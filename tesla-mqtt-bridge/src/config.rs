//! Tesla bridge configuration.

use std::collections::HashSet;
use std::time::Duration;

use serde::{Deserialize, Serialize};
use tesla_bridge_common::{EnvVars, VehicleIdentity, env_bool, env_parse, env_string};
use tesla_bridge_framework::{BridgeConfig, LoggingConfig, MqttConfig, Result};

use crate::error::ConfigError;

/// Highest car number accepted (`VIN_CAR_1` .. `VIN_CAR_9`).
pub const MAX_CAR_NUMBER: u8 = 9;

/// Upper bound for every delay and timeout setting (one day).
pub const MAX_DURATION_SECS: u64 = 86_400;

/// Default streaming endpoint.
pub const DEFAULT_STREAM_URI: &str = "wss://streaming.myteslamate.com/streaming/";

/// Complete bridge configuration.
#[derive(Debug, Clone, Default, Serialize, Deserialize)]
#[serde(default)]
pub struct TeslaBridgeConfig {
    /// MQTT broker settings.
    pub mqtt: MqttConfig,

    /// Telemetry stream settings.
    pub stream: StreamConfig,

    /// Vehicles to bridge.
    pub vehicles: Vec<VehicleConfig>,

    /// Logging configuration.
    pub logging: LoggingConfig,
}

/// Telemetry stream connection settings.
#[derive(Clone, Serialize, Deserialize)]
#[serde(default)]
pub struct StreamConfig {
    /// Websocket endpoint.
    pub uri: String,

    /// Bearer credential sent with every subscription.
    #[serde(skip_serializing)]
    pub token: String,

    /// Skip TLS certificate verification.
    pub accept_invalid_certs: bool,

    /// Subscribe by VIN (otherwise by car number).
    pub use_vin: bool,

    /// Constant delay between reconnect attempts, in seconds.
    pub reconnect_delay_secs: u64,

    /// Interval between keepalive pings, in seconds.
    pub ping_interval_secs: u64,

    /// Extra time allowed for any traffic after a ping, in seconds.
    pub ping_timeout_secs: u64,

    /// Deadline for the websocket handshake, in seconds.
    pub connect_timeout_secs: u64,

    /// Deadline for the subscription acknowledgment, in seconds.
    pub subscribe_timeout_secs: u64,

    /// Consecutive malformed frames tolerated before reconnecting.
    pub max_decode_errors: u32,

    /// Depth of each vehicle's hand-off queue.
    pub queue_capacity: usize,
}

impl Default for StreamConfig {
    fn default() -> Self {
        Self {
            uri: DEFAULT_STREAM_URI.to_string(),
            token: String::new(),
            accept_invalid_certs: true,
            use_vin: true,
            reconnect_delay_secs: 5,
            ping_interval_secs: 10,
            ping_timeout_secs: 30,
            connect_timeout_secs: 10,
            subscribe_timeout_secs: 10,
            max_decode_errors: 10,
            queue_capacity: 1024,
        }
    }
}

impl std::fmt::Debug for StreamConfig {
    fn fmt(&self, f: &mut std::fmt::Formatter<'_>) -> std::fmt::Result {
        f.debug_struct("StreamConfig")
            .field("uri", &self.uri)
            .field("token", &"<redacted>")
            .field("accept_invalid_certs", &self.accept_invalid_certs)
            .field("use_vin", &self.use_vin)
            .field("reconnect_delay_secs", &self.reconnect_delay_secs)
            .field("ping_interval_secs", &self.ping_interval_secs)
            .field("ping_timeout_secs", &self.ping_timeout_secs)
            .field("connect_timeout_secs", &self.connect_timeout_secs)
            .field("subscribe_timeout_secs", &self.subscribe_timeout_secs)
            .field("max_decode_errors", &self.max_decode_errors)
            .field("queue_capacity", &self.queue_capacity)
            .finish()
    }
}

impl StreamConfig {
    pub fn reconnect_delay(&self) -> Duration {
        Duration::from_secs(self.reconnect_delay_secs)
    }

    pub fn ping_interval(&self) -> Duration {
        Duration::from_secs(self.ping_interval_secs)
    }

    pub fn ping_timeout(&self) -> Duration {
        Duration::from_secs(self.ping_timeout_secs)
    }

    pub fn connect_timeout(&self) -> Duration {
        Duration::from_secs(self.connect_timeout_secs)
    }

    pub fn subscribe_timeout(&self) -> Duration {
        Duration::from_secs(self.subscribe_timeout_secs)
    }

    fn apply_env(&mut self, vars: &EnvVars) -> tesla_bridge_common::Result<()> {
        if let Some(token) = env_string(vars, "TESLA_API_TOKEN") {
            self.token = token;
        }
        if let Some(uri) = env_string(vars, "TESLA_WSS_URI") {
            self.uri = uri;
        }
        if let Some(accept) = env_bool(vars, "TESLA_WSS_TLS_ACCEPT_INVALID_CERTS")? {
            self.accept_invalid_certs = accept;
        }
        if let Some(use_vin) = env_bool(vars, "TESLA_WSS_USE_VIN")? {
            self.use_vin = use_vin;
        }
        if let Some(delay) = env_parse(vars, "RECONNECT_DELAY")? {
            self.reconnect_delay_secs = delay;
        }
        if let Some(interval) = env_parse(vars, "PING_INTERVAL")? {
            self.ping_interval_secs = interval;
        }
        if let Some(timeout) = env_parse(vars, "PING_TIMEOUT")? {
            self.ping_timeout_secs = timeout;
        }
        if let Some(timeout) = env_parse(vars, "CONNECT_TIMEOUT")? {
            self.connect_timeout_secs = timeout;
        }
        if let Some(timeout) = env_parse(vars, "SUBSCRIBE_TIMEOUT")? {
            self.subscribe_timeout_secs = timeout;
        }
        if let Some(max) = env_parse(vars, "MAX_DECODE_ERRORS")? {
            self.max_decode_errors = max;
        }
        if let Some(capacity) = env_parse(vars, "VEHICLE_QUEUE_CAPACITY")? {
            self.queue_capacity = capacity;
        }
        Ok(())
    }

    fn validate(&self) -> std::result::Result<(), ConfigError> {
        if self.token.trim().is_empty() {
            return Err(ConfigError::MissingToken);
        }

        let uri = self.uri.to_ascii_lowercase();
        let rest = uri
            .strip_prefix("wss://")
            .or_else(|| uri.strip_prefix("ws://"));
        if !rest.is_some_and(|host| !host.is_empty() && !host.starts_with('/')) {
            return Err(ConfigError::InvalidStreamUri(self.uri.clone()));
        }

        let positive = [
            ("RECONNECT_DELAY", self.reconnect_delay_secs),
            ("PING_INTERVAL", self.ping_interval_secs),
            ("PING_TIMEOUT", self.ping_timeout_secs),
            ("CONNECT_TIMEOUT", self.connect_timeout_secs),
            ("SUBSCRIBE_TIMEOUT", self.subscribe_timeout_secs),
            ("MAX_DECODE_ERRORS", u64::from(self.max_decode_errors)),
            ("VEHICLE_QUEUE_CAPACITY", self.queue_capacity as u64),
        ];
        if let Some(&(name, _)) = positive.iter().find(|(_, value)| *value == 0) {
            return Err(ConfigError::NotPositive(name));
        }

        let durations = &positive[..5];
        if let Some(&(name, _)) = durations.iter().find(|(_, secs)| *secs > MAX_DURATION_SECS) {
            return Err(ConfigError::TooLong {
                setting: name,
                max: MAX_DURATION_SECS,
            });
        }

        Ok(())
    }
}

/// One configured vehicle.
#[derive(Debug, Clone, PartialEq, Eq, Serialize, Deserialize)]
pub struct VehicleConfig {
    /// Vehicle identifier used for the subscription.
    pub vin: String,

    /// Car number used in topic paths.
    pub car_number: u8,
}

impl TeslaBridgeConfig {
    /// Identities of all configured vehicles, ordered by car number.
    pub fn identities(&self) -> Vec<VehicleIdentity> {
        let mut identities: Vec<_> = self
            .vehicles
            .iter()
            .map(|v| VehicleIdentity::new(&v.vin, v.car_number))
            .collect();
        identities.sort_by_key(|v| v.car_number);
        identities
    }

    fn validate_vehicles(&self) -> std::result::Result<(), ConfigError> {
        if self.vehicles.is_empty() {
            return Err(ConfigError::NoVehicles);
        }

        let mut seen = HashSet::new();
        for vehicle in &self.vehicles {
            if !(1..=MAX_CAR_NUMBER).contains(&vehicle.car_number) {
                return Err(ConfigError::CarNumberOutOfRange(vehicle.car_number));
            }
            if vehicle.vin.trim().is_empty() {
                return Err(ConfigError::EmptyVin(vehicle.car_number));
            }
            if !seen.insert(vehicle.car_number) {
                return Err(ConfigError::DuplicateCarNumber(vehicle.car_number));
            }
        }

        Ok(())
    }
}

/// Read `VIN_CAR_1` .. `VIN_CAR_9`.
fn vehicles_from_env(vars: &EnvVars) -> Vec<VehicleConfig> {
    (1..=MAX_CAR_NUMBER)
        .filter_map(|car_number| {
            env_string(vars, &format!("VIN_CAR_{}", car_number))
                .map(|vin| VehicleConfig { vin, car_number })
        })
        .collect()
}

impl BridgeConfig for TeslaBridgeConfig {
    fn mqtt(&self) -> &MqttConfig {
        &self.mqtt
    }

    fn logging(&self) -> &LoggingConfig {
        &self.logging
    }

    fn apply_env(&mut self, vars: &EnvVars) -> Result<()> {
        self.mqtt.apply_env(vars)?;
        self.stream.apply_env(vars)?;
        self.logging.apply_env(vars)?;

        let vehicles = vehicles_from_env(vars);
        if !vehicles.is_empty() {
            self.vehicles = vehicles;
        }

        Ok(())
    }

    fn validate(&self) -> Result<()> {
        self.mqtt.validate()?;
        self.stream.validate()?;
        self.validate_vehicles()?;
        Ok(())
    }
}

#[cfg(test)]
mod tests {
    use super::*;
    use tesla_bridge_framework::BridgeError;

    fn vars(pairs: &[(&str, &str)]) -> EnvVars {
        pairs
            .iter()
            .map(|(k, v)| (k.to_string(), v.to_string()))
            .collect()
    }

    fn minimal() -> Vec<(&'static str, &'static str)> {
        vec![
            ("TESLA_API_TOKEN", "secret"),
            ("VIN_CAR_1", "5YJ3E1EA7KF000001"),
        ]
    }

    #[test]
    fn test_defaults_from_minimal_env() {
        let config = TeslaBridgeConfig::from_sources(None, &vars(&minimal())).unwrap();

        assert_eq!(config.mqtt.host, "localhost");
        assert_eq!(config.mqtt.port, 1883);
        assert_eq!(config.mqtt.topic_prefix, "myteslamate/cars");
        assert_eq!(config.stream.uri, DEFAULT_STREAM_URI);
        assert_eq!(config.stream.ping_interval(), Duration::from_secs(10));
        assert_eq!(config.stream.ping_timeout(), Duration::from_secs(30));
        assert_eq!(config.stream.reconnect_delay(), Duration::from_secs(5));
        assert!(config.stream.use_vin);
        assert_eq!(
            config.identities(),
            vec![VehicleIdentity::new("5YJ3E1EA7KF000001", 1)]
        );
    }

    #[test]
    fn test_vehicles_keep_car_numbers() {
        let mut pairs = minimal();
        pairs.push(("VIN_CAR_3", "VIN3"));
        let config = TeslaBridgeConfig::from_sources(None, &vars(&pairs)).unwrap();

        let cars: Vec<u8> = config.identities().iter().map(|v| v.car_number).collect();
        assert_eq!(cars, vec![1, 3]);
    }

    #[test]
    fn test_missing_token_is_fatal() {
        let result = TeslaBridgeConfig::from_sources(None, &vars(&[("VIN_CAR_1", "VIN1")]));
        assert!(matches!(result, Err(BridgeError::ConfigValidation(_))));
    }

    #[test]
    fn test_no_vehicles_is_fatal() {
        let result =
            TeslaBridgeConfig::from_sources(None, &vars(&[("TESLA_API_TOKEN", "secret")]));
        assert!(matches!(result, Err(BridgeError::ConfigValidation(_))));
    }

    #[test]
    fn test_unparsable_interval_is_fatal() {
        let mut pairs = minimal();
        pairs.push(("PING_INTERVAL", "soon"));
        let result = TeslaBridgeConfig::from_sources(None, &vars(&pairs));
        assert!(matches!(result, Err(BridgeError::ConfigValidation(_))));
    }

    #[test]
    fn test_zero_reconnect_delay_rejected() {
        let mut config = TeslaBridgeConfig::default();
        config.apply_env(&vars(&minimal())).unwrap();
        config.stream.reconnect_delay_secs = 0;

        assert_eq!(
            config.stream.validate(),
            Err(ConfigError::NotPositive("RECONNECT_DELAY"))
        );
    }

    #[test]
    fn test_oversized_timings_are_fatal() {
        for key in ["PING_INTERVAL", "PING_TIMEOUT", "SUBSCRIBE_TIMEOUT"] {
            let mut pairs = minimal();
            pairs.push((key, "18446744073709551615"));
            let result = TeslaBridgeConfig::from_sources(None, &vars(&pairs));
            assert!(
                matches!(result, Err(BridgeError::ConfigValidation(ref m)) if m.contains(key)),
                "{} accepted",
                key
            );
        }

        let mut config = TeslaBridgeConfig::default();
        config.apply_env(&vars(&minimal())).unwrap();
        config.stream.reconnect_delay_secs = MAX_DURATION_SECS;
        assert!(config.stream.validate().is_ok());
        config.stream.reconnect_delay_secs = MAX_DURATION_SECS + 1;
        assert_eq!(
            config.stream.validate(),
            Err(ConfigError::TooLong {
                setting: "RECONNECT_DELAY",
                max: MAX_DURATION_SECS
            })
        );
    }

    #[test]
    fn test_stream_uri_scheme() {
        let mut stream = StreamConfig {
            token: "secret".to_string(),
            ..Default::default()
        };
        assert!(stream.validate().is_ok());

        stream.uri = "ws://localhost:8080/streaming/".to_string();
        assert!(stream.validate().is_ok());

        stream.uri = "https://streaming.example.com/".to_string();
        assert!(matches!(
            stream.validate(),
            Err(ConfigError::InvalidStreamUri(_))
        ));
    }

    #[test]
    fn test_duplicate_car_numbers_rejected() {
        let config = TeslaBridgeConfig {
            vehicles: vec![
                VehicleConfig {
                    vin: "A".to_string(),
                    car_number: 2,
                },
                VehicleConfig {
                    vin: "B".to_string(),
                    car_number: 2,
                },
            ],
            ..Default::default()
        };
        assert_eq!(
            config.validate_vehicles(),
            Err(ConfigError::DuplicateCarNumber(2))
        );
    }

    #[test]
    fn test_token_not_in_debug_output() {
        let stream = StreamConfig {
            token: "super-secret".to_string(),
            ..Default::default()
        };
        assert!(!format!("{:?}", stream).contains("super-secret"));
    }

    #[test]
    fn test_json5_file_with_env_overlay() {
        let content = r#"{
            mqtt: { host: "broker.lan" },
            stream: { token: "from-file", ping_interval_secs: 15 },
            vehicles: [{ vin: "FILEVIN", car_number: 2 }],
        }"#;
        let mut config: TeslaBridgeConfig = tesla_bridge_common::parse_config(content).unwrap();
        config.apply_env(&vars(&[("MQTT_PORT", "8883")])).unwrap();
        config.validate().unwrap();

        assert_eq!(config.mqtt.host, "broker.lan");
        assert_eq!(config.mqtt.port, 8883);
        assert_eq!(config.stream.ping_interval_secs, 15);
        assert_eq!(config.stream.ping_timeout_secs, 30);
        assert_eq!(config.identities(), vec![VehicleIdentity::new("FILEVIN", 2)]);
    }
}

_ _ _ _

PROBLEM STATEMENT
Search the entries above for "used". Return every line that has it.

WRITTEN RESPONSE
    /// Vehicle identifier used for the subscription.
    /// Car number used in topic paths.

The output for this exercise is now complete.